Here we report nearly complete genome sequences of S. cerevisiae and S. paradoxus from a large variety of sources and locations (Table S1 and S2). The S. cerevisiae strains included the reference S288c plus other lab, pathogenic, baking, wine, food spoilage, natural fermentation, sake, probiotic and plant isolates. The S. paradoxus isolates were mostly from oak tree bark from the three recognised populations6,8,13 as well as Siberia, Hawaii and the previously designated S. cariocanus14. There is overlap in the general geographic sources of isolates from both species. The majority of strains were sequenced using Sanger sequencing on ABI3730s. For some strains sequence was obtained using the Illumina Genetic Analyser (IGA). Most strains were covered to a depth of 1-4X with a few covered more extensively (Table S3). The sequence reads, assemblies, alignments, a BLAST tool and a genome browser are all publicly available15.
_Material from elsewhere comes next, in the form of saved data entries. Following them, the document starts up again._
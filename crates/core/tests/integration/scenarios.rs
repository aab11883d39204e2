//! End-to-end dispatch scenarios (§8), exercised against the public
//! `Scheduler` API with a deterministic clock and a line-capturing sink.

use std::cell::RefCell;
use std::rc::Rc;

use ossim_core::clock::SimClock;
use ossim_core::config::{Config, LogDestination};
use ossim_core::error::SimError;
use ossim_core::opcode::{OpCode, OpLetter as L, OpName as N, Program};
use ossim_core::policy::SchedulingPolicy;
use ossim_core::sink::{Actor, LogSink};
use ossim_core::Scheduler;

#[derive(Debug, Default, Clone)]
struct VecSink {
    lines: Rc<RefCell<Vec<String>>>,
}

impl LogSink for VecSink {
    fn emit(&mut self, timestamp_us: u64, actor: Actor, message: &str) -> Result<(), SimError> {
        self.lines.borrow_mut().push(format!("{timestamp_us} {actor}: {message}"));
        Ok(())
    }
}

fn config(policy: SchedulingPolicy, quantum: u32, proc_cycle_ms: u32, io_cycle_ms: u32, mem_kb: u32) -> Config {
    Config {
        version: 1.0,
        opcode_file_path: "program.mdf".into(),
        scheduling_policy: policy,
        quantum_cycles: quantum,
        mem_available_kb: mem_kb,
        proc_cycle_ms,
        io_cycle_ms,
        log_to: LogDestination::Monitor,
    }
}

fn run(config: Config, program: Program) -> (ossim_core::Stats, Vec<String>) {
    let sink = VecSink::default();
    let mut scheduler = Scheduler::new(config, program, SimClock::new(), sink.clone());
    let stats = scheduler.run().expect("scenario program is well-formed");
    let lines = sink.lines.borrow().clone();
    (stats, lines)
}

/// Scenario 1: FCFS-N, one process.
#[test]
fn fcfs_n_single_process_runs_to_completion() {
    let cfg = config(SchedulingPolicy::FcfsN, 0, 10, 10, 1000);
    let program = Program::new(vec![
        OpCode::new(L::S, N::Start, 0),
        OpCode::new(L::A, N::Start, 0),
        OpCode::new(L::P, N::Run, 3),
        OpCode::new(L::A, N::End, 0),
        OpCode::new(L::S, N::End, 0),
    ]);

    let (stats, lines) = run(cfg, program);
    assert_eq!(stats.processes_dispatched, 1);
    assert_eq!(stats.total_simulated_ms, 30);
    assert!(lines.iter().any(|l| l.contains("OS: Process 0 selected with 30 ms remaining")));
    assert!(lines.iter().any(|l| l.contains("OS: Process 0 ended and set in EXIT state")));
}

/// Scenario 2: SJF-N, two processes; the shorter job runs first.
#[test]
fn sjf_n_selects_shorter_job_first() {
    let cfg = config(SchedulingPolicy::SjfN, 0, 10, 10, 1000);
    let program = Program::new(vec![
        OpCode::new(L::S, N::Start, 0),
        OpCode::new(L::A, N::Start, 0),
        OpCode::new(L::P, N::Run, 10),
        OpCode::new(L::A, N::End, 0),
        OpCode::new(L::A, N::Start, 0),
        OpCode::new(L::P, N::Run, 3),
        OpCode::new(L::A, N::End, 0),
        OpCode::new(L::S, N::End, 0),
    ]);

    let (_, lines) = run(cfg, program);
    let first_selected = lines.iter().find(|l| l.contains("selected with")).unwrap();
    assert!(first_selected.contains("OS: Process 1 selected with 30 ms remaining"));
}

/// Scenario 3: RR-P, two processes, quantum 2; completion order follows
/// admission order even though execution interleaves.
#[test]
fn rr_p_two_processes_complete_in_admission_order() {
    let cfg = config(SchedulingPolicy::RrP, 2, 10, 10, 1000);
    let program = Program::new(vec![
        OpCode::new(L::S, N::Start, 0),
        OpCode::new(L::A, N::Start, 0),
        OpCode::new(L::P, N::Run, 5),
        OpCode::new(L::A, N::End, 0),
        OpCode::new(L::A, N::Start, 0),
        OpCode::new(L::P, N::Run, 5),
        OpCode::new(L::A, N::End, 0),
        OpCode::new(L::S, N::End, 0),
    ]);

    let (stats, lines) = run(cfg, program);
    assert_eq!(stats.processes_dispatched, 2);
    let exits: Vec<&String> = lines.iter().filter(|l| l.contains("ended and set in EXIT state")).collect();
    assert_eq!(exits.len(), 2);
    assert!(exits[0].contains("OS: Process 0 ended and set in EXIT state"));
    assert!(exits[1].contains("OS: Process 1 ended and set in EXIT state"));
}

/// Scenario 4: MMU allocate failure segfaults and skips the rest of the program.
#[test]
fn mmu_allocate_failure_segfaults_process() {
    let cfg = config(SchedulingPolicy::FcfsN, 0, 10, 10, 1000);
    let program = Program::new(vec![
        OpCode::new(L::S, N::Start, 0),
        OpCode::new(L::A, N::Start, 0),
        OpCode::new(L::M, N::Allocate, 1_002_000),
        OpCode::new(L::P, N::Run, 99),
        OpCode::new(L::A, N::End, 0),
        OpCode::new(L::S, N::End, 0),
    ]);

    let (stats, lines) = run(cfg, program);
    assert_eq!(stats.segmentation_faults, 1);
    assert!(!lines.iter().any(|l| l.contains("run operation start")));
}

/// Scenario 5: allocate then access within bounds succeeds; access beyond the
/// allocation's length segfaults.
#[test]
fn mmu_access_beyond_allocation_length_segfaults() {
    let cfg = config(SchedulingPolicy::FcfsN, 0, 10, 10, 2000);
    let program = Program::new(vec![
        OpCode::new(L::S, N::Start, 0),
        OpCode::new(L::A, N::Start, 0),
        OpCode::new(L::M, N::Allocate, 1000),
        OpCode::new(L::M, N::Access, 500),
        OpCode::new(L::M, N::Access, 1500),
        OpCode::new(L::A, N::End, 0),
        OpCode::new(L::S, N::End, 0),
    ]);

    let (stats, _) = run(cfg, program);
    assert_eq!(stats.segmentation_faults, 1);
}

/// Scenario 6: SRTF-P among initially-ready PCBs dispatches the one with
/// shorter remaining time first.
#[test]
fn srtf_p_dispatches_shorter_remaining_process_first() {
    let cfg = config(SchedulingPolicy::SrtfP, 4, 10, 10, 1000);
    let program = Program::new(vec![
        OpCode::new(L::S, N::Start, 0),
        OpCode::new(L::A, N::Start, 0),
        OpCode::new(L::P, N::Run, 10),
        OpCode::new(L::A, N::End, 0),
        OpCode::new(L::A, N::Start, 0),
        OpCode::new(L::P, N::Run, 1),
        OpCode::new(L::A, N::End, 0),
        OpCode::new(L::S, N::End, 0),
    ]);

    let (_, lines) = run(cfg, program);
    let first_selected = lines.iter().find(|l| l.contains("selected with")).unwrap();
    assert!(first_selected.contains("OS: Process 1 selected with"));
}

/// Boundary: a P op with value 0 advances the cursor without a context switch.
#[test]
fn p_op_with_zero_value_does_not_consume_wall_time() {
    let cfg = config(SchedulingPolicy::FcfsN, 0, 10, 10, 1000);
    let program = Program::new(vec![
        OpCode::new(L::S, N::Start, 0),
        OpCode::new(L::A, N::Start, 0),
        OpCode::new(L::P, N::Run, 0),
        OpCode::new(L::A, N::End, 0),
        OpCode::new(L::S, N::End, 0),
    ]);

    let (stats, _) = run(cfg, program);
    assert_eq!(stats.total_simulated_ms, 0);
}

/// Boundary: quantum of 1 under RR-P forces a context switch after every
/// single cycle of a P op.
#[test]
fn rr_p_quantum_one_switches_every_cycle() {
    let cfg = config(SchedulingPolicy::RrP, 1, 10, 10, 1000);
    let program = Program::new(vec![
        OpCode::new(L::S, N::Start, 0),
        OpCode::new(L::A, N::Start, 0),
        OpCode::new(L::P, N::Run, 3),
        OpCode::new(L::A, N::End, 0),
        OpCode::new(L::A, N::Start, 0),
        OpCode::new(L::P, N::Run, 3),
        OpCode::new(L::A, N::End, 0),
        OpCode::new(L::S, N::End, 0),
    ]);

    let (stats, lines) = run(cfg, program);
    assert_eq!(stats.processes_dispatched, 2);
    let ready_transitions = lines.iter().filter(|l| l.contains("set in READY state")).count();
    assert!(ready_transitions >= 4);
}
We identified 235127 high-quality SNPs and 14051 indels in the S. cerevisiae nuclear genome, and 623287 SNPs and 25267 indels in S. paradoxus. Our S288c sequence differs from the reference genome by 498 high-quality unambiguous SNPs (Fig. S1). For 480 SNPs our S288c sequence is supported by other strains whereas the reference has no support, while for 18 SNPs the reference sequence is supported by other strains while ours is not. Many of the former are likely to represent errors in the reference sequence (Table S4). The reference sequence for the type strain of S. paradoxus16 was not complete and so we sequenced the type strain CBS432 to 4.3X coverage with ABI and 80X with IGA.
Sequence surveys allow novel sequences not found in the reference genome to be identified. The proportions of unplaced reads for each strain are shown in Table S2. We found 38 new hypothetical ORFs in these sequences that are likely to be real. These ORFs are present in more than one strain (Fig. S2), with some specific to a single lineage, such as the SGRP hypothetical protein 5 (see SI) in the West African lineage, which contains a conserved methyltransferase domain. Much of the unplaced material is subtelomeric. This is in contrast to a genome-wide analysis of copy number based on the numbers of reads of each strain aligning to each gene in the reference sequence, which showed very little significant copy number variation (CNV) outside the rDNA region (see SI).
Neighbour-joining (NJ) phylogenetic trees based on pairwise SNP differences in the alignments were generated (Fig. 1 and S3). The S. paradoxus strains fall into the three previously described populations, plus one isolate from Hawaii. Most of the SNPs in S. paradoxus are private polymorphisms within each population, resulting in a clear separation of the three populations17 (Fig. 2A). The European population was sampled extensively, which provided a picture of within-population structure (Fig. 1B).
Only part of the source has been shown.